Now, admitting to craving love is all fine and dandy, but the problem lies within a cold, hard fact that I’m only just coming to terms with: love doesn’t exist at the bottom of a bowl of carbohydrates. Unfortunately, no person has ever leapt out of a fine porcelain bowl (plastic bowls are ratchet) right after you stuff that last bite of parmesan-adorned fettuccine into your mouth, asking you out for an evening of dining, champagne, meaningful conversation and smatterings of sexual tension (the good kind). Girl, you know I tried.
One’s odds of finding love are much greater when one takes a risk and hurls oneself out into the dating hemisphere. Occasionally, you might get lucky and somehow, the perfect person will burst into your life and sweep you off your feet. Please note: These situations are extremely rare (I don’t trust them) and more often than not, they serve as merely a quick-fire romance that burns out as quickly as it was ignited (but wickedly takes twice the time to recover from).
Okay, so we’ve identified the problem at large — you need to start dating. But HOW? Your confidence is shot; you’re wounded from your last relationship, terrified of rejection and you’re stuck in the Dark-Age mindset that online dating is exclusive to losers and registered sex offenders. I empathize with your hopeless state of mind so deeply that I’m actually feeling your negative thoughts with you, right now. That was sort of creepy ... can you see why I’m single?

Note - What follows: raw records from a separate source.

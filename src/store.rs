use sqlx::PgPool;

use crate::auth::repo::UserStore;
use crate::recipes::repo::RecipeStore;

/// Storage seam for the whole app. Production uses [`PgStore`]; tests build an
/// isolated in-memory store per test so state never leaks between cases.
pub trait Store: UserStore + RecipeStore {}

impl<T: UserStore + RecipeStore> Store for T {}

/// Postgres-backed store. The trait impls live next to the record types they
/// persist (`auth::repo`, `recipes::repo`).
#[derive(Clone)]
pub struct PgStore {
    pub(crate) pool: PgPool,
}

impl PgStore {
    pub fn new(pool: PgPool) -> Self {
        Self { pool }
    }
}
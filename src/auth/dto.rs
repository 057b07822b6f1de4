use serde::{Deserialize, Serialize};
use uuid::Uuid;

/// Request body for user registration.
#[derive(Debug, Deserialize)]
pub struct RegisterRequest {
    pub username: String,
    pub email: String,
    pub password: String,
}

/// Request body for login.
#[derive(Debug, Deserialize)]
pub struct LoginRequest {
    pub email: String,
    pub password: String,
}

/// Public part of the user returned to clients. Never carries the hash.
#[derive(Debug, Clone, Serialize)]
pub struct PublicUser {
    pub id: Uuid,
    pub username: String,
    pub email: String,
}

impl From<&crate::auth::repo::User> for PublicUser {
    fn from(u: &crate::auth::repo::User) -> Self {
        Self {
            id: u.id,
            username: u.username.clone(),
            email: u.email.clone(),
        }
    }
}

/// Response returned after register or login.
#[derive(Debug, Serialize)]
pub struct AuthResponse {
    pub user: PublicUser,
    pub token: String,
}
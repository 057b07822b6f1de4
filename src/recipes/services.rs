use time::OffsetDateTime;
use tracing::{info, warn};
use uuid::Uuid;

use crate::auth::services::{get_user_entity, user_exists};
use crate::error::ApiError;
use crate::recipes::{
    dto::{CreateRecipe, RecipeView, UpdateRecipe},
    repo::{Recipe, RecipeWithOwner},
};
use crate::store::Store;

fn validate_title(title: &str) -> Result<(), ApiError> {
    if title.trim().is_empty() {
        return Err(ApiError::Validation("Title is required".into()));
    }
    Ok(())
}

fn validate_non_negative(field: &str, value: Option<i32>) -> Result<(), ApiError> {
    if matches!(value, Some(v) if v < 0) {
        return Err(ApiError::Validation(format!("{field} must not be negative")));
    }
    Ok(())
}

/// Treats an empty string as "clear to empty" and anything else as a new
/// value; callers skip the field entirely to leave it unchanged.
fn apply_text(target: &mut Option<String>, update: Option<String>) {
    if let Some(value) = update {
        *target = if value.is_empty() { None } else { Some(value) };
    }
}

/// Create a recipe owned by `owner_id`. Ingredient and instruction order is
/// stored exactly as given.
pub async fn create(
    store: &dyn Store,
    owner_id: Uuid,
    fields: CreateRecipe,
) -> Result<RecipeView, ApiError> {
    validate_title(&fields.title)?;
    validate_non_negative("cookingTime", fields.cooking_time)?;
    validate_non_negative("servings", fields.servings)?;

    // Propagates NotFound if the owner reference is dangling.
    let owner = get_user_entity(store, owner_id).await?;

    let now = OffsetDateTime::now_utc();
    let recipe = Recipe {
        id: Uuid::new_v4(),
        owner_id,
        title: fields.title,
        description: fields.description.filter(|d| !d.is_empty()),
        ingredients: fields.ingredients,
        instructions: fields.instructions,
        cooking_time: fields.cooking_time,
        servings: fields.servings,
        image_url: fields.image_url.filter(|u| !u.is_empty()),
        created_at: now,
        updated_at: now,
    };
    store.insert_recipe(&recipe).await?;

    info!(recipe_id = %recipe.id, owner_id = %owner_id, "recipe created");
    Ok(RecipeView::from(RecipeWithOwner {
        recipe,
        owner_username: owner.username,
    }))
}

/// Apply a partial update. Only the owner may update; absent fields stay
/// unchanged, and `updated_at` is refreshed.
pub async fn update(
    store: &dyn Store,
    recipe_id: Uuid,
    caller_id: Uuid,
    fields: UpdateRecipe,
) -> Result<RecipeView, ApiError> {
    let mut recipe = store
        .recipe_by_id(recipe_id)
        .await?
        .ok_or_else(|| ApiError::NotFound("Recipe not found".into()))?;

    if recipe.owner_id != caller_id {
        warn!(recipe_id = %recipe_id, caller_id = %caller_id, "update by non-owner");
        return Err(ApiError::Forbidden(
            "You are not authorized to update this recipe".into(),
        ));
    }

    if let Some(title) = fields.title {
        // The title is required, so it cannot be cleared.
        if !title.is_empty() {
            validate_title(&title)?;
            recipe.title = title;
        }
    }
    apply_text(&mut recipe.description, fields.description);
    apply_text(&mut recipe.image_url, fields.image_url);
    if let Some(ingredients) = fields.ingredients {
        recipe.ingredients = ingredients;
    }
    if let Some(instructions) = fields.instructions {
        recipe.instructions = instructions;
    }
    if let Some(cooking_time) = fields.cooking_time {
        validate_non_negative("cookingTime", cooking_time)?;
        recipe.cooking_time = cooking_time;
    }
    if let Some(servings) = fields.servings {
        validate_non_negative("servings", servings)?;
        recipe.servings = servings;
    }
    recipe.updated_at = OffsetDateTime::now_utc();

    store.update_recipe(&recipe).await?;

    let owner = get_user_entity(store, recipe.owner_id).await?;
    info!(recipe_id = %recipe_id, "recipe updated");
    Ok(RecipeView::from(RecipeWithOwner {
        recipe,
        owner_username: owner.username,
    }))
}

/// Delete a recipe. Only the owner may delete.
pub async fn delete(store: &dyn Store, recipe_id: Uuid, caller_id: Uuid) -> Result<bool, ApiError> {
    let recipe = store
        .recipe_by_id(recipe_id)
        .await?
        .ok_or_else(|| ApiError::NotFound("Recipe not found".into()))?;

    if recipe.owner_id != caller_id {
        warn!(recipe_id = %recipe_id, caller_id = %caller_id, "delete by non-owner");
        return Err(ApiError::Forbidden(
            "You are not authorized to delete this recipe".into(),
        ));
    }

    store.delete_recipe(recipe_id).await?;
    info!(recipe_id = %recipe_id, "recipe deleted");
    Ok(true)
}

/// Public read; the owner's username is resolved at read time.
pub async fn get_by_id(store: &dyn Store, recipe_id: Uuid) -> Result<RecipeView, ApiError> {
    store
        .recipe_with_owner(recipe_id)
        .await?
        .map(RecipeView::from)
        .ok_or_else(|| ApiError::NotFound("Recipe not found".into()))
}

/// Every recipe, newest first.
pub async fn get_all(store: &dyn Store) -> Result<Vec<RecipeView>, ApiError> {
    let rows = store.list_recipes().await?;
    Ok(rows.into_iter().map(RecipeView::from).collect())
}

/// One owner's recipes, newest first. Fails if the owner does not exist.
pub async fn get_by_owner(store: &dyn Store, owner_id: Uuid) -> Result<Vec<RecipeView>, ApiError> {
    if !user_exists(store, owner_id).await? {
        return Err(ApiError::NotFound("User not found".into()));
    }
    let rows = store.list_recipes_by_owner(owner_id).await?;
    Ok(rows.into_iter().map(RecipeView::from).collect())
}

I’m with you, and I am you. It's this powerful feeling that solely prompted me to create “Zara’s Guide to Dating.” Now, I gathered this information by haphazardly throwing myself into as many awkward situations as possible. Through my trial and error, I learned a few things, and thought I would spread the wealth via video. Please feel free to email me with more suggestions, as I’m still a novice on this subject (#workinprogress).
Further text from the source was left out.